//! Conversions to and from `chrono`'s naive types.
//!
//! BC years are mapped onto the astronomical calendar, so 1 BC is
//! year 0 and 2 BC is year -1.  A time with a zone is shifted to UTC.

use chrono::{Datelike, Duration, NaiveDate, NaiveDateTime, NaiveTime, Timelike};

use super::{CalendarDate, Era, PgDate, PgTime, PgTimestamp, Zone};
use crate::value::{Codec, PgValue, RawValue, SqlValue, ValueError};

const NANOS_PER_SECOND: u32 = 1_000_000_000;

fn out_of_range<T: std::fmt::Display>(value: &T) -> ValueError {
    ValueError::OutOfRange(value.to_string())
}

impl CalendarDate {
    /// The year counted astronomically, with a year zero.
    pub fn astronomical_year(&self) -> i32 {
        match self.era {
            Era::Ad => self.year,
            Era::Bc => 1 - self.year,
        }
    }
}

impl From<NaiveDate> for CalendarDate {
    fn from(date: NaiveDate) -> Self {
        let year = date.year();
        if year > 0 {
            CalendarDate::new(year, date.month(), date.day())
        } else {
            CalendarDate::new(1 - year, date.month(), date.day()).with_era(Era::Bc)
        }
    }
}

impl TryFrom<CalendarDate> for NaiveDate {
    type Error = ValueError;

    fn try_from(date: CalendarDate) -> Result<Self, Self::Error> {
        NaiveDate::from_ymd_opt(date.astronomical_year(), date.month, date.day)
            .ok_or_else(|| out_of_range(&PgDate::Date(date)))
    }
}

impl From<NaiveDate> for PgDate {
    fn from(date: NaiveDate) -> Self {
        PgDate::Date(date.into())
    }
}

impl TryFrom<PgDate> for NaiveDate {
    type Error = ValueError;

    fn try_from(date: PgDate) -> Result<Self, Self::Error> {
        match date {
            PgDate::Date(date) => date.try_into(),
            sentinel => Err(out_of_range(&sentinel)),
        }
    }
}

impl From<NaiveTime> for PgTime {
    fn from(time: NaiveTime) -> Self {
        // chrono represents a leap second as a nanosecond overflow
        let (second, nanosecond) = match time.nanosecond() {
            nanosecond if nanosecond >= NANOS_PER_SECOND => {
                (time.second() + 1, nanosecond - NANOS_PER_SECOND)
            }
            nanosecond => (time.second(), nanosecond),
        };
        PgTime::from_hms_nano(time.hour(), time.minute(), second, nanosecond)
    }
}

impl PgTime {
    fn naive_local(&self) -> Result<NaiveTime, ValueError> {
        let (second, nanosecond) = match self.whole_seconds() {
            60 => (59, self.nanosecond() + NANOS_PER_SECOND),
            second => (second, self.nanosecond()),
        };
        NaiveTime::from_hms_nano_opt(self.hour, self.minute, second, nanosecond)
            .ok_or_else(|| out_of_range(self))
    }
}

fn offset(zone: Option<Zone>) -> Duration {
    Duration::minutes(zone.map(|zone| i64::from(zone.total_minutes())).unwrap_or(0))
}

impl TryFrom<PgTime> for NaiveTime {
    type Error = ValueError;

    fn try_from(time: PgTime) -> Result<Self, Self::Error> {
        let (utc, _days) = time.naive_local()?.overflowing_sub_signed(offset(time.zone));
        Ok(utc)
    }
}

impl From<NaiveDateTime> for PgTimestamp {
    fn from(timestamp: NaiveDateTime) -> Self {
        PgTimestamp::At(timestamp.date().into(), timestamp.time().into())
    }
}

impl TryFrom<PgTimestamp> for NaiveDateTime {
    type Error = ValueError;

    fn try_from(timestamp: PgTimestamp) -> Result<Self, Self::Error> {
        match timestamp {
            PgTimestamp::At(date, time) => {
                let local = NaiveDateTime::new(date.try_into()?, time.naive_local()?);
                local
                    .checked_sub_signed(offset(time.zone))
                    .ok_or_else(|| out_of_range(&timestamp))
            }
            sentinel => Err(out_of_range(&sentinel)),
        }
    }
}

macro_rules! impl_chrono_value {
    ($($ty:ty => $pg:ty),* $(,)?) => {
        $(
            impl PgValue for $ty {
                fn from_text(text: &str) -> Result<Self, ValueError> {
                    text.parse::<$pg>()?.try_into()
                }

                fn to_raw(&self) -> RawValue {
                    RawValue::Textual(<$pg>::from(*self).to_string())
                }
            }

            impl SqlValue for $ty {
                fn codec() -> Codec<Self> {
                    Codec::native_text()
                }
            }
        )*
    };
}

impl_chrono_value! {
    NaiveDate => PgDate,
    NaiveTime => PgTime,
    NaiveDateTime => PgTimestamp,
}

#[cfg(test)]
mod test {
    use super::*;
    use crate::value::{decode, encode};
    use pretty_assertions::assert_eq;

    fn ymd(year: i32, month: u32, day: u32) -> NaiveDate {
        NaiveDate::from_ymd_opt(year, month, day).unwrap()
    }

    #[test]
    fn bc_years_are_astronomical() {
        let date = CalendarDate::new(1, 1, 1).with_era(Era::Bc);
        assert_eq!(Ok(ymd(0, 1, 1)), NaiveDate::try_from(date));
        assert_eq!(date, CalendarDate::from(ymd(0, 1, 1)));

        let date = CalendarDate::new(44, 3, 15).with_era(Era::Bc);
        assert_eq!(-43, date.astronomical_year());
        assert_eq!(date, CalendarDate::from(ymd(-43, 3, 15)));
    }

    #[test]
    fn impossible_dates_are_out_of_range() {
        assert_eq!(
            Err(ValueError::OutOfRange("2020-13-01".into())),
            NaiveDate::try_from(PgDate::ymd(2020, 13, 1))
        );
        assert_eq!(
            Err(ValueError::OutOfRange("infinity".into())),
            NaiveDate::try_from(PgDate::DistantFuture)
        );
        assert_eq!(
            Err(ValueError::OutOfRange("-infinity".into())),
            NaiveDateTime::try_from(PgTimestamp::DistantPast)
        );
    }

    #[test]
    fn zones_shift_to_utc() {
        let timestamp: PgTimestamp = "2020-03-15 01:30:00+05:30".parse().unwrap();
        let utc = NaiveDateTime::try_from(timestamp).unwrap();
        assert_eq!(
            NaiveDateTime::new(ymd(2020, 3, 14), NaiveTime::from_hms_opt(20, 0, 0).unwrap()),
            utc
        );

        let time: PgTime = "23:00:00-02".parse().unwrap();
        assert_eq!(Ok(NaiveTime::from_hms_opt(1, 0, 0).unwrap()), NaiveTime::try_from(time));
    }

    #[test]
    fn fractions_survive() {
        let time = NaiveTime::from_hms_nano_opt(4, 5, 6, 789_000_000).unwrap();
        let pg = PgTime::from(time);
        assert_eq!(789_000_000, pg.nanosecond());
        assert_eq!(Ok(time), NaiveTime::try_from(pg));
    }

    #[test]
    fn through_the_bridge() {
        let timestamp = NaiveDateTime::new(
            ymd(1999, 12, 31),
            NaiveTime::from_hms_milli_opt(23, 59, 59, 500).unwrap(),
        );
        let raw = encode(&timestamp).unwrap();
        assert_eq!(RawValue::text("1999-12-31 23:59:59.500000000"), raw);
        assert_eq!(Ok(timestamp), decode(&raw));

        assert_eq!(Ok(RawValue::text("0001-01-01 BC")), encode(&ymd(0, 1, 1)));
        assert_eq!(Ok(ymd(0, 1, 1)), decode(&RawValue::text("0001-01-01 BC")));
    }

    #[test]
    fn leap_seconds_come_back() {
        let time = NaiveTime::from_hms_milli_opt(23, 59, 59, 1_500).unwrap();
        let raw = encode(&time).unwrap();
        assert_eq!(RawValue::text("23:59:60.500000000"), raw);
        assert_eq!(Ok(time), decode(&raw));

        let timestamp = NaiveDateTime::new(ymd(2016, 12, 31), time);
        let raw = encode(&timestamp).unwrap();
        assert_eq!(RawValue::text("2016-12-31 23:59:60.500000000"), raw);
        assert_eq!(Ok(timestamp), decode(&raw));
    }
}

+++

◆ ABOUT THIS EXERCISE:
With no other words, report how many lines in the entries hold the string "Duration".

◆ ANSWER TO THIS TASK:
3